O presente artigo trata de tema que envolve o dia-a-dia das salas de audiências da Justiça do Trabalho do Brasil. Trata-se do acolhimento da prova emprestada no processo do trabalho, especificamente no que se refere à instrução em audiência.
A juntada de cópias de instrução havidas em outro processo, tanto pelo reclamante quanto pela reclamada, vem sendo cada vez mais comum, principalmente em decorrência das facilidades do computador e da internet, havendo amplo acesso das partes ao conteúdo das instruções através de sites de Tribunais ou o envio via e-mail das Atas de Instrução e Julgamento.
Porém, o que se quer aqui tratar não é propriamente da juntada das referidas atas em si. Sobre tal assunto, não existe controvérsia viável. As partes fazem a juntada de atas sob a forma de prova documental, sobre a qual há a manifestação da parte contrária, sem muita contribuição para o deslinde da demanda, salvo no que pertine a alguma contradição específica no depoimento de qualquer dos envolvidos. Vale dizer que, em geral, tais atas somente têm valor na hipótese em que se quer desmerecer o depoimento de qualquer um dos ouvidos no processo em julgamento. Nos demais casos, em que serve apenas para reforçar os depoimentos já prestados, sua utilidade é diminuta, fundando-se sua juntada na simples idéia de acrescer o material probatório produzido.
O que se pretende discutir aqui é a juntada de atas de processos outros para substituir a instrução que deveria haver nos autos sob julgamento. Trata-se da utilização da prova emprestada, com o objetivo de excluir a necessidade de repetição de depoimentos de partes e testemunhas.

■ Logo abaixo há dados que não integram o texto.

//! Append-only set of bytes backed by a sparse/dense array pair
//!
//! Follows Briggs and Torczon, "An Efficient Representation for Sparse
//! Sets". The set never allocates and every operation except
//! [`reset`](SparseByteSet::reset) runs in constant time.

/// Set of `u8` values with O(1) insert and membership
#[derive(Clone)]
pub struct SparseByteSet {
    // u16 so that a full set (256 entries) fits
    size: u16,
    sparse: [u8; SparseByteSet::CAPACITY],
    dense: [u8; SparseByteSet::CAPACITY],
}

impl SparseByteSet {
    /// Number of distinct bytes
    pub const CAPACITY: usize = 256;

    /// Creates an empty set
    pub fn new() -> Self {
        Self {
            size: 0,
            sparse: [0; Self::CAPACITY],
            dense: [0; Self::CAPACITY],
        }
    }

    /// Adds `byte`, returning true if it was not already present
    pub fn add(&mut self, byte: u8) -> bool {
        if self.contains(byte) {
            return false;
        }
        let slot = self.size as usize;
        self.dense[slot] = byte;
        self.sparse[byte as usize] = slot as u8;
        self.size += 1;
        true
    }

    /// Returns true if `byte` is in the set
    #[inline]
    pub fn contains(&self, byte: u8) -> bool {
        let slot = self.sparse[byte as usize];
        u16::from(slot) < self.size && self.dense[slot as usize] == byte
    }

    /// Removes every byte
    pub fn reset(&mut self) {
        self.size = 0;
        self.sparse.fill(0);
        self.dense.fill(0);
    }

    /// Number of bytes in the set
    pub fn len(&self) -> usize {
        self.size as usize
    }

    /// Returns true if the set holds no bytes
    pub fn is_empty(&self) -> bool {
        self.size == 0
    }

    /// The bytes in insertion order
    pub fn iter(&self) -> impl Iterator<Item = u8> + '_ {
        self.dense[..self.len()].iter().copied()
    }
}

impl Default for SparseByteSet {
    fn default() -> Self {
        Self::new()
    }
}

impl std::fmt::Debug for SparseByteSet {
    fn fmt(&self, f: &mut std::fmt::Formatter<'_>) -> std::fmt::Result {
        f.debug_set().entries(self.iter()).finish()
    }
}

É claro que tal proposta é mais aplicável em alguns casos do que em outros. Sua utilização mais afirmativa é na hipótese de distinção de contrato de emprego e afins, como é o caso de pedido de reconhecimento de vínculo de representante comercial, de corretor de seguros, de contratos de prestações de serviços autônomos etc. Obviamente, ainda, a idéia tem mais aplicação quando a empresa tiver um número maior de empregados, pois a juntada de uma única ata, embora plenamente possível, não parece ser a situação ideal. Outros casos seriam aqueles em que o objeto de prova refere-se apenas a sistemáticas adotadas em determinada empresa, como, por exemplo, horário de antecedência de chegada de motorista ou prestação de contas de cobrador, ou ainda ausência de intervalo ou intervalo reduzido a trinta minutos em determinada empresa.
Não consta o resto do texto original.